XGBoost has a relatively high RMSE  
Possible problem:  
Learning rate is too high or too low: Improperly set learning_rate may cause gradient descent to fail to find an optimal solution to the loss function.For example, SGDRegressor defaults to a learning rate of 0.01, which may not be appropriate for your data.  
Insufficient iterations: max_iter (maximum number of iterations) is set too low, which may result in the model not converging.   

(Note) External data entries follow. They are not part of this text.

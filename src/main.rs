//! sessionlift CLI
//!
//! Command-line entry point for the export pipeline

use clap::Parser;
use sessionlift::cli::{Cli, Runner};

#[tokio::main]
async fn main() {
    let cli = Cli::parse();

    // Initialize logging
    let default_level = if cli.verbose {
        tracing::Level::DEBUG
    } else {
        tracing::Level::INFO
    };
    tracing_subscriber::fmt()
        .with_env_filter(
            tracing_subscriber::EnvFilter::from_default_env()
                .add_directive(default_level.into()),
        )
        .init();

    let runner = Runner::new(cli);

    if let Err(e) = runner.run().await {
        eprintln!("Error: {e}");
        std::process::exit(1);
    }
}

Data not properly normalised: gradient descent is sensitive to feature scale.If the features are not correctly normalised (despite StandardScaler being used in your code), this may lead to unstable optimisation.

In [None]:
# Visualize R²
plt.figure(figsize=(10, 6))
sns.barplot(x=results_df.index, y=results_df['R²'])

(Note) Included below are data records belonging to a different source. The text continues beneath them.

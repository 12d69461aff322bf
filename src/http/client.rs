//! HTTP client with retry and rate limiting
//!
//! Transient I/O errors against the store and warehouse are retried here,
//! per stage contract; once retries are exhausted the error surfaces to the
//! calling stage and fails the run.

use super::rate_limit::{RateLimiter, RateLimiterConfig};
use crate::error::{Error, Result};
use crate::types::BackoffType;
use reqwest::{Client, Method, Response, StatusCode};
use serde::de::DeserializeOwned;
use serde_json::Value;
use std::collections::HashMap;
use std::time::Duration;
use tracing::{debug, warn};

/// Configuration for the HTTP client
#[derive(Debug, Clone)]
pub struct HttpClientConfig {
    /// Base URL for all requests
    pub base_url: Option<String>,
    /// Request timeout
    pub timeout: Duration,
    /// Maximum number of retries
    pub max_retries: u32,
    /// Initial delay for backoff
    pub initial_backoff: Duration,
    /// Maximum delay for backoff
    pub max_backoff: Duration,
    /// Type of backoff strategy
    pub backoff_type: BackoffType,
    /// Rate limiter configuration
    pub rate_limit: Option<RateLimiterConfig>,
    /// Default headers for all requests
    pub default_headers: HashMap<String, String>,
    /// User agent string
    pub user_agent: String,
}

impl Default for HttpClientConfig {
    fn default() -> Self {
        Self {
            base_url: None,
            timeout: Duration::from_secs(30),
            max_retries: 3,
            initial_backoff: Duration::from_millis(100),
            max_backoff: Duration::from_secs(60),
            backoff_type: BackoffType::Exponential,
            rate_limit: Some(RateLimiterConfig::default()),
            default_headers: HashMap::new(),
            user_agent: format!("sessionlift/{}", env!("CARGO_PKG_VERSION")),
        }
    }
}

impl HttpClientConfig {
    /// Create a new config builder
    pub fn builder() -> HttpClientConfigBuilder {
        HttpClientConfigBuilder::default()
    }
}

/// Builder for HTTP client config
#[derive(Default)]
pub struct HttpClientConfigBuilder {
    config: HttpClientConfig,
}

impl HttpClientConfigBuilder {
    /// Set the base URL
    pub fn base_url(mut self, url: impl Into<String>) -> Self {
        self.config.base_url = Some(url.into());
        self
    }

    /// Set the request timeout
    pub fn timeout(mut self, timeout: Duration) -> Self {
        self.config.timeout = timeout;
        self
    }

    /// Set max retries
    pub fn max_retries(mut self, retries: u32) -> Self {
        self.config.max_retries = retries;
        self
    }

    /// Set backoff configuration
    pub fn backoff(mut self, backoff_type: BackoffType, initial: Duration, max: Duration) -> Self {
        self.config.backoff_type = backoff_type;
        self.config.initial_backoff = initial;
        self.config.max_backoff = max;
        self
    }

    /// Set rate limiter
    pub fn rate_limit(mut self, config: RateLimiterConfig) -> Self {
        self.config.rate_limit = Some(config);
        self
    }

    /// Disable rate limiting
    pub fn no_rate_limit(mut self) -> Self {
        self.config.rate_limit = None;
        self
    }

    /// Add a default header
    pub fn header(mut self, key: impl Into<String>, value: impl Into<String>) -> Self {
        self.config.default_headers.insert(key.into(), value.into());
        self
    }

    /// Set user agent
    pub fn user_agent(mut self, agent: impl Into<String>) -> Self {
        self.config.user_agent = agent.into();
        self
    }

    /// Build the config
    pub fn build(self) -> HttpClientConfig {
        self.config
    }
}

/// Configuration for a single request
#[derive(Debug, Clone, Default)]
pub struct RequestConfig {
    /// Query parameters
    pub query: HashMap<String, String>,
    /// Request headers
    pub headers: HashMap<String, String>,
    /// Request body (JSON)
    pub body: Option<Value>,
    /// Override timeout for this request
    pub timeout: Option<Duration>,
    /// Override max retries for this request
    pub max_retries: Option<u32>,
}

impl RequestConfig {
    /// Create a new request config
    pub fn new() -> Self {
        Self::default()
    }

    /// Add a query parameter
    #[must_use]
    pub fn query(mut self, key: impl Into<String>, value: impl Into<String>) -> Self {
        self.query.insert(key.into(), value.into());
        self
    }

    /// Add a header
    #[must_use]
    pub fn header(mut self, key: impl Into<String>, value: impl Into<String>) -> Self {
        self.headers.insert(key.into(), value.into());
        self
    }

    /// Set JSON body
    #[must_use]
    pub fn json(mut self, body: Value) -> Self {
        self.body = Some(body);
        self
    }

    /// Set timeout
    #[must_use]
    pub fn timeout(mut self, timeout: Duration) -> Self {
        self.timeout = Some(timeout);
        self
    }

    /// Set max retries
    #[must_use]
    pub fn retries(mut self, retries: u32) -> Self {
        self.max_retries = Some(retries);
        self
    }
}

/// HTTP client with retry and rate limiting
pub struct HttpClient {
    client: Client,
    config: HttpClientConfig,
    rate_limiter: Option<RateLimiter>,
}

impl HttpClient {
    /// Create a new HTTP client with default configuration
    pub fn new() -> Self {
        Self::with_config(HttpClientConfig::default())
    }

    /// Create a new HTTP client with custom configuration
    pub fn with_config(config: HttpClientConfig) -> Self {
        let client = Client::builder()
            .timeout(config.timeout)
            .user_agent(&config.user_agent)
            .build()
            .expect("Failed to build HTTP client");

        let rate_limiter = config.rate_limit.as_ref().map(RateLimiter::new);

        Self {
            client,
            config,
            rate_limiter,
        }
    }

    /// Get the underlying reqwest client
    pub fn inner(&self) -> &Client {
        &self.client
    }

    /// Make a GET request
    pub async fn get(&self, url: &str) -> Result<Response> {
        self.request(Method::GET, url, RequestConfig::default())
            .await
    }

    /// Make a GET request with config
    pub async fn get_with_config(&self, url: &str, config: RequestConfig) -> Result<Response> {
        self.request(Method::GET, url, config).await
    }

    /// Make a POST request
    pub async fn post(&self, url: &str, body: Value) -> Result<Response> {
        self.request(Method::POST, url, RequestConfig::default().json(body))
            .await
    }

    /// Make a generic request
    pub async fn request(
        &self,
        method: Method,
        url: &str,
        config: RequestConfig,
    ) -> Result<Response> {
        let full_url = self.build_url(url);
        let max_retries = config.max_retries.unwrap_or(self.config.max_retries);
        let timeout = config.timeout.unwrap_or(self.config.timeout);

        let mut last_error = None;
        let mut attempt = 0;

        while attempt <= max_retries {
            // Wait for rate limiter
            if let Some(ref limiter) = self.rate_limiter {
                limiter.wait().await;
            }

            // Build request
            let mut req = self.client.request(method.clone(), &full_url);

            for (key, value) in &self.config.default_headers {
                req = req.header(key.as_str(), value.as_str());
            }

            for (key, value) in &config.headers {
                req = req.header(key.as_str(), value.as_str());
            }

            if !config.query.is_empty() {
                req = req.query(&config.query);
            }

            if let Some(ref body) = config.body {
                req = req.json(body);
            }

            req = req.timeout(timeout);

            // Send request
            match req.send().await {
                Ok(response) => {
                    let status = response.status();

                    // Check for rate limiting
                    if status == StatusCode::TOO_MANY_REQUESTS {
                        let retry_after = extract_retry_after(&response);
                        if attempt < max_retries {
                            warn!(
                                "Rate limited (429), attempt {}/{}, waiting {}s",
                                attempt + 1,
                                max_retries + 1,
                                retry_after
                            );
                            tokio::time::sleep(Duration::from_secs(retry_after)).await;
                            attempt += 1;
                            continue;
                        }
                        return Err(Error::RateLimited {
                            retry_after_seconds: retry_after,
                        });
                    }

                    // Check for retryable server errors
                    if is_retryable_status(status) && attempt < max_retries {
                        let delay = self.calculate_backoff(attempt);
                        warn!(
                            "Request failed with {}, attempt {}/{}, retrying in {:?}",
                            status.as_u16(),
                            attempt + 1,
                            max_retries + 1,
                            delay
                        );
                        tokio::time::sleep(delay).await;
                        attempt += 1;
                        last_error = Some(Error::HttpStatus {
                            status: status.as_u16(),
                            body: String::new(),
                        });
                        continue;
                    }

                    // Client errors are not retryable
                    if status.is_client_error() && status != StatusCode::TOO_MANY_REQUESTS {
                        let body = response.text().await.unwrap_or_default();
                        return Err(Error::HttpStatus {
                            status: status.as_u16(),
                            body,
                        });
                    }

                    // Server errors after retries exhausted
                    if status.is_server_error() {
                        let body = response.text().await.unwrap_or_default();
                        return Err(Error::HttpStatus {
                            status: status.as_u16(),
                            body,
                        });
                    }

                    debug!("Request succeeded: {} {}", method, full_url);
                    return Ok(response);
                }
                Err(e) => {
                    if e.is_timeout() {
                        if attempt < max_retries {
                            let delay = self.calculate_backoff(attempt);
                            warn!(
                                "Request timeout, attempt {}/{}, retrying in {:?}",
                                attempt + 1,
                                max_retries + 1,
                                delay
                            );
                            tokio::time::sleep(delay).await;
                            attempt += 1;
                            last_error = Some(Error::Timeout {
                                timeout_ms: timeout.as_millis() as u64,
                            });
                            continue;
                        }
                        return Err(Error::Timeout {
                            timeout_ms: timeout.as_millis() as u64,
                        });
                    }

                    if e.is_connect() && attempt < max_retries {
                        let delay = self.calculate_backoff(attempt);
                        warn!(
                            "Connection error, attempt {}/{}, retrying in {:?}",
                            attempt + 1,
                            max_retries + 1,
                            delay
                        );
                        tokio::time::sleep(delay).await;
                        attempt += 1;
                        last_error = Some(Error::Http(e));
                        continue;
                    }

                    return Err(Error::Http(e));
                }
            }
        }

        // Exhausted all retries
        Err(last_error.unwrap_or_else(|| Error::MaxRetriesExceeded { max_retries }))
    }

    /// Make a request and parse JSON response
    pub async fn request_json<T: DeserializeOwned>(
        &self,
        method: Method,
        url: &str,
        config: RequestConfig,
    ) -> Result<T> {
        let response = self.request(method, url, config).await?;
        let json: T = response.json().await.map_err(Error::Http)?;
        Ok(json)
    }

    /// Make a GET request and parse JSON response
    pub async fn get_json<T: DeserializeOwned>(&self, url: &str, config: RequestConfig) -> Result<T> {
        self.request_json(Method::GET, url, config).await
    }

    /// Check if rate limiting is enabled
    pub fn has_rate_limiter(&self) -> bool {
        self.rate_limiter.is_some()
    }

    /// Build full URL from path
    fn build_url(&self, path: &str) -> String {
        if path.starts_with("http://") || path.starts_with("https://") {
            return path.to_string();
        }

        match &self.config.base_url {
            Some(base) => {
                let base = base.trim_end_matches('/');
                let path = path.trim_start_matches('/');
                format!("{base}/{path}")
            }
            None => path.to_string(),
        }
    }

    /// Calculate backoff delay for a given attempt
    pub fn calculate_backoff(&self, attempt: u32) -> Duration {
        let delay = match self.config.backoff_type {
            BackoffType::Constant => self.config.initial_backoff,
            BackoffType::Linear => self.config.initial_backoff * (attempt + 1),
            BackoffType::Exponential => {
                let factor = 2u32.saturating_pow(attempt);
                self.config.initial_backoff * factor
            }
        };

        std::cmp::min(delay, self.config.max_backoff)
    }
}

impl Default for HttpClient {
    fn default() -> Self {
        Self::new()
    }
}

impl std::fmt::Debug for HttpClient {
    fn fmt(&self, f: &mut std::fmt::Formatter<'_>) -> std::fmt::Result {
        f.debug_struct("HttpClient")
            .field("config", &self.config)
            .field("has_rate_limiter", &self.rate_limiter.is_some())
            .finish_non_exhaustive()
    }
}

/// Check if an HTTP status is retryable
fn is_retryable_status(status: StatusCode) -> bool {
    matches!(
        status.as_u16(),
        429 | 500 | 502 | 503 | 504 | 520 | 521 | 522 | 523 | 524
    )
}

/// Extract retry-after header value
fn extract_retry_after(response: &Response) -> u64 {
    response
        .headers()
        .get("retry-after")
        .and_then(|v| v.to_str().ok())
        .and_then(|s| s.parse().ok())
        .unwrap_or(60)
}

plt.title('Model Comparison: R² Score')
plt.xticks(rotation=45)
plt.ylabel('R² Score')
plt.savefig('Model_Comparison_R² Score.png')   
plt.show()

Neural networks, Random forests, XGBoost, all have higher R^2

In [None]:
# Visualisation of feature importance
for name in ['Random Forest', 'XGBoost']:
    model = models[name]
    model.fit(X_train, y_train)
    importances = model.feature_importances_
    feature_names = X.columns
    importance_df = pd.DataFrame({'Feature': feature_names, 'Importance': importances})

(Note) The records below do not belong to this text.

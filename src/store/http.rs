//! REST client for the online store's query API

use super::{ScanPage, Shard, TelemetryStore};
use crate::config::StoreSettings;
use crate::error::{Error, Result};
use crate::http::{HttpClient, RequestConfig};
use crate::types::RecordKind;
use async_trait::async_trait;
use serde_json::json;

/// Online store client speaking the store's REST query API
///
/// Scan: `GET {base}/records/{kind}?exported=false&shard=i&shard_count=n`
/// with cursor pagination. Delete: `POST {base}/records/{kind}/delete`.
#[derive(Debug)]
pub struct HttpStore {
    client: HttpClient,
    page_size: usize,
}

impl HttpStore {
    /// Create a store client from settings
    pub fn new(settings: &StoreSettings) -> Self {
        let mut config = settings.http.client_config(&settings.base_url);
        config.rate_limit = settings.rate_limit.limiter_config();
        Self {
            client: HttpClient::with_config(config),
            page_size: settings.page_size,
        }
    }

    /// Create a store client around an existing HTTP client
    pub fn with_client(client: HttpClient, page_size: usize) -> Self {
        Self { client, page_size }
    }
}

#[async_trait]
impl TelemetryStore for HttpStore {
    async fn scan_page(
        &self,
        kind: RecordKind,
        shard: Shard,
        cursor: Option<String>,
    ) -> Result<ScanPage> {
        let mut request = RequestConfig::new()
            .query("exported", "false")
            .query("shard", shard.index.to_string())
            .query("shard_count", shard.count.to_string())
            .query("limit", self.page_size.to_string());

        if let Some(cursor) = cursor {
            request = request.query("cursor", cursor);
        }

        self.client
            .get_json(&format!("/records/{kind}"), request)
            .await
            .map_err(|e| Error::store_scan(kind.as_str(), e.to_string()))
    }

    async fn delete(&self, kind: RecordKind, keys: &[String]) -> Result<()> {
        if keys.is_empty() {
            return Ok(());
        }

        self.client
            .post(&format!("/records/{kind}/delete"), json!({ "keys": keys }))
            .await
            .map_err(|e| Error::store_delete(kind.as_str(), e.to_string()))?;

        Ok(())
    }
}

    importance_df = importance_df.sort_values('Importance', ascending=False)
    
    plt.figure(figsize=(10, 6))
    sns.barplot(x='Importance', y='Feature', data=importance_df)
    plt.title(f'Feature Importance: {name}')
    plt.savefig(f'Feature_Importance_{name}.png')  
    plt.show()

Duration and Heart_Rate contribute the most to the prediction.